Exercise requirements: Beginning with the first line of the data below, reproduce every line unchanged, ending with the line that holds "pub fn title(self)".

Records to process:
※ ※ ※
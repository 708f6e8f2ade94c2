use chrono::{DateTime, NaiveDate, Utc};
use serde::{Deserialize, Deserializer, Serialize};
use strum_macros::{AsRefStr, Display, EnumString};
use utoipa::{IntoParams, ToSchema};

use super::id::Id;

#[derive(
    Debug,
    Copy,
    Clone,
    Eq,
    PartialEq,
    Hash,
    Serialize,
    Deserialize,
    Display,
    EnumString,
    AsRefStr,
    ToSchema,
)]
#[serde(rename_all = "lowercase")]
#[strum(serialize_all = "lowercase")]
pub enum AbsenceStatus {
    Pending,
    Approved,
    Rejected,
    Cancelled,
}

impl AbsenceStatus {
    /// Board column order.
    pub const ALL: [AbsenceStatus; 4] = [
        AbsenceStatus::Pending,
        AbsenceStatus::Approved,
        AbsenceStatus::Rejected,
        AbsenceStatus::Cancelled,
    ];

    pub fn title(self) -> &'static str {
        match self {
            AbsenceStatus::Pending => "Pending",
            AbsenceStatus::Approved => "Approved",
            AbsenceStatus::Rejected => "Rejected",
            AbsenceStatus::Cancelled => "Cancelled",
        }
    }
}

#[derive(
    Debug,
    Copy,
    Clone,
    Eq,
    PartialEq,
    Hash,
    Serialize,
    Deserialize,
    Display,
    EnumString,
    AsRefStr,
    ToSchema,
)]
#[serde(rename_all = "lowercase")]
#[strum(serialize_all = "lowercase", ascii_case_insensitive)]
pub enum AbsenceType {
    Vacation,
    Sick,
    Personal,
}

#[derive(Debug, Clone, PartialEq, Serialize, Deserialize, ToSchema)]
#[schema(example = json!({
    "id": "17",
    "employee_account_id": "4",
    "manager_id": "2",
    "department_id": "1",
    "type": "vacation",
    "start_date": "2024-03-01",
    "end_date": "2024-03-05",
    "status": "pending",
    "has_documentation": false,
    "comments": null,
    "submission_time": "2024-02-20T09:30:00Z",
    "employee_name": "Jane Doe",
    "employee_email": "jane.doe@example.com",
    "department_name": "Engineering"
}))]
pub struct AbsenceRequest {
    #[schema(value_type = String, example = "17")]
    pub id: Id,
    #[schema(value_type = String, example = "4")]
    pub employee_account_id: Id,
    #[serde(default)]
    #[schema(value_type = Option<String>, example = "2")]
    pub manager_id: Option<Id>,
    #[serde(default)]
    #[schema(value_type = Option<String>, example = "1")]
    pub department_id: Option<Id>,
    #[serde(rename = "type")]
    pub absence_type: AbsenceType,
    #[serde(deserialize_with = "deserialize_day")]
    #[schema(example = "2024-03-01", format = "date", value_type = String)]
    pub start_date: NaiveDate,
    #[serde(deserialize_with = "deserialize_day")]
    #[schema(example = "2024-03-05", format = "date", value_type = String)]
    pub end_date: NaiveDate,
    pub status: AbsenceStatus,
    #[serde(default)]
    pub has_documentation: bool,
    #[serde(default)]
    pub comments: Option<String>,
    #[serde(default)]
    #[schema(format = "date-time", value_type = Option<String>)]
    pub submission_time: Option<DateTime<Utc>>,

    // Joined display fields shown on tickets and the details view.
    #[serde(default)]
    pub employee_name: Option<String>,
    #[serde(default)]
    pub employee_email: Option<String>,
    #[serde(default)]
    pub department_name: Option<String>,
}

/// Body sent to the upstream create/update endpoints.
#[derive(Debug, Clone, PartialEq, Serialize, Deserialize)]
#[serde(rename_all = "camelCase")]
pub struct AbsenceDraft {
    pub start_date: NaiveDate,
    pub end_date: NaiveDate,
    #[serde(rename = "type")]
    pub absence_type: AbsenceType,
    pub has_documentation: bool,
    pub comments: String,
}

/// Board and list filters. Empty values are never forwarded upstream.
#[derive(Debug, Clone, Default, PartialEq, Eq, Serialize, Deserialize, IntoParams)]
#[serde(rename_all = "camelCase", default)]
#[into_params(parameter_in = Query)]
pub struct AbsenceFilters {
    /// Restrict to one department (admins)
    pub department_id: Option<String>,
    /// Restrict to one employee
    pub employee_id: Option<String>,
    /// vacation, sick or personal
    #[serde(rename = "type")]
    pub absence_type: Option<String>,
    /// Lower bound (YYYY-MM-DD)
    pub start_date: Option<String>,
    /// Upper bound (YYYY-MM-DD)
    pub end_date: Option<String>,
    pub status: Option<String>,
}

impl AbsenceFilters {
    pub fn to_query(&self) -> Vec<(&'static str, String)> {
        [
            ("departmentId", &self.department_id),
            ("employeeId", &self.employee_id),
            ("type", &self.absence_type),
            ("startDate", &self.start_date),
            ("endDate", &self.end_date),
            ("status", &self.status),
        ]
        .into_iter()
        .filter_map(|(key, value)| {
            value
                .as_deref()
                .map(str::trim)
                .filter(|v| !v.is_empty())
                .map(|v| (key, v.to_string()))
        })
        .collect()
    }
}

#[derive(Debug, Clone, Deserialize)]
pub struct AbsencePage {
    pub requests: Vec<AbsenceRequest>,
    #[serde(default)]
    pub count: Option<u64>,
}

#[derive(Debug, Copy, Clone, Eq, PartialEq, Serialize, Deserialize, Display, ToSchema)]
#[serde(rename_all = "lowercase")]
#[strum(serialize_all = "lowercase")]
pub enum ProcessAction {
    Approve,
    Reject,
}

// The upstream sends plain dates for some records and full timestamps for others.
fn deserialize_day<'de, D>(deserializer: D) -> Result<NaiveDate, D::Error>
where
    D: Deserializer<'de>,
{
    let raw = String::deserialize(deserializer)?;
    parse_day(&raw).map_err(serde::de::Error::custom)
}

pub fn parse_day(raw: &str) -> Result<NaiveDate, String> {
    let raw = raw.trim();
    NaiveDate::parse_from_str(raw, "%Y-%m-%d")
        .or_else(|_| DateTime::parse_from_rfc3339(raw).map(|ts| ts.date_naive()))
        .map_err(|err| format!("failed to parse '{raw}' as a date ({err})"))
}

#[cfg(test)]
mod tests {
    use super::*;
    use serde_json::json;

    #[test]
    fn decodes_upstream_record_with_numeric_ids_and_timestamps() {
        let record: AbsenceRequest = serde_json::from_value(json!({
            "id": 17,
            "employee_account_id": 4,
            "manager_id": 2,
            "department_id": null,
            "type": "sick",
            "start_date": "2024-03-01T00:00:00.000Z",
            "end_date": "2024-03-02",
            "status": "approved",
            "has_documentation": true,
            "comments": "doctor's note attached",
            "submission_time": "2024-02-28T08:00:00Z"
        }))
        .expect("record decodes");

        assert_eq!(record.id, Id::new("17"));
        assert_eq!(record.manager_id, Some(Id::new("2")));
        assert_eq!(record.department_id, None);
        assert_eq!(record.absence_type, AbsenceType::Sick);
        assert_eq!(record.start_date, NaiveDate::from_ymd_opt(2024, 3, 1).unwrap());
        assert_eq!(record.status, AbsenceStatus::Approved);
    }

    #[test]
    fn display_fields_survive_a_round_trip() {
        let record: AbsenceRequest = serde_json::from_value(json!({
            "id": 9,
            "employee_account_id": 4,
            "type": "vacation",
            "start_date": "2024-03-01",
            "end_date": "2024-03-05",
            "status": "pending",
            "employee_name": "Jane Doe",
            "employee_email": "jane.doe@example.com",
            "department_name": "Engineering"
        }))
        .expect("record decodes");

        let out = serde_json::to_value(&record).unwrap();
        assert_eq!(out["employee_name"], "Jane Doe");
        assert_eq!(out["employee_email"], "jane.doe@example.com");
        assert_eq!(out["department_name"], "Engineering");
    }

    #[test]
    fn draft_serializes_with_camel_case_keys() {
        let draft = AbsenceDraft {
            start_date: NaiveDate::from_ymd_opt(2024, 3, 1).unwrap(),
            end_date: NaiveDate::from_ymd_opt(2024, 3, 5).unwrap(),
            absence_type: AbsenceType::Vacation,
            has_documentation: false,
            comments: String::new(),
        };

        assert_eq!(
            serde_json::to_value(&draft).unwrap(),
            json!({
                "startDate": "2024-03-01",
                "endDate": "2024-03-05",
                "type": "vacation",
                "hasDocumentation": false,
                "comments": ""
            })
        );
    }

    #[test]
    fn filters_skip_blank_values() {
        let filters = AbsenceFilters {
            department_id: Some("3".to_string()),
            employee_id: Some("  ".to_string()),
            absence_type: Some("vacation".to_string()),
            ..Default::default()
        };

        assert_eq!(
            filters.to_query(),
            vec![
                ("departmentId", "3".to_string()),
                ("type", "vacation".to_string())
            ]
        );
    }
}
※ ※ ※
Exercise output:
repository 708f6e8f2ade94c2
use chrono::{DateTime, NaiveDate, Utc};
use serde::{Deserialize, Deserializer, Serialize};
use strum_macros::{AsRefStr, Display, EnumString};
use utoipa::{IntoParams, ToSchema};

use super::id::Id;

#[derive(
    Debug,
    Copy,
    Clone,
    Eq,
    PartialEq,
    Hash,
    Serialize,
    Deserialize,
    Display,
    EnumString,
    AsRefStr,
    ToSchema,
)]
#[serde(rename_all = "lowercase")]
#[strum(serialize_all = "lowercase")]
pub enum AbsenceStatus {
    Pending,
    Approved,
    Rejected,
    Cancelled,
}

impl AbsenceStatus {
    /// Board column order.
    pub const ALL: [AbsenceStatus; 4] = [
        AbsenceStatus::Pending,
        AbsenceStatus::Approved,
        AbsenceStatus::Rejected,
        AbsenceStatus::Cancelled,
    ];

    pub fn title(self) -> &'static str {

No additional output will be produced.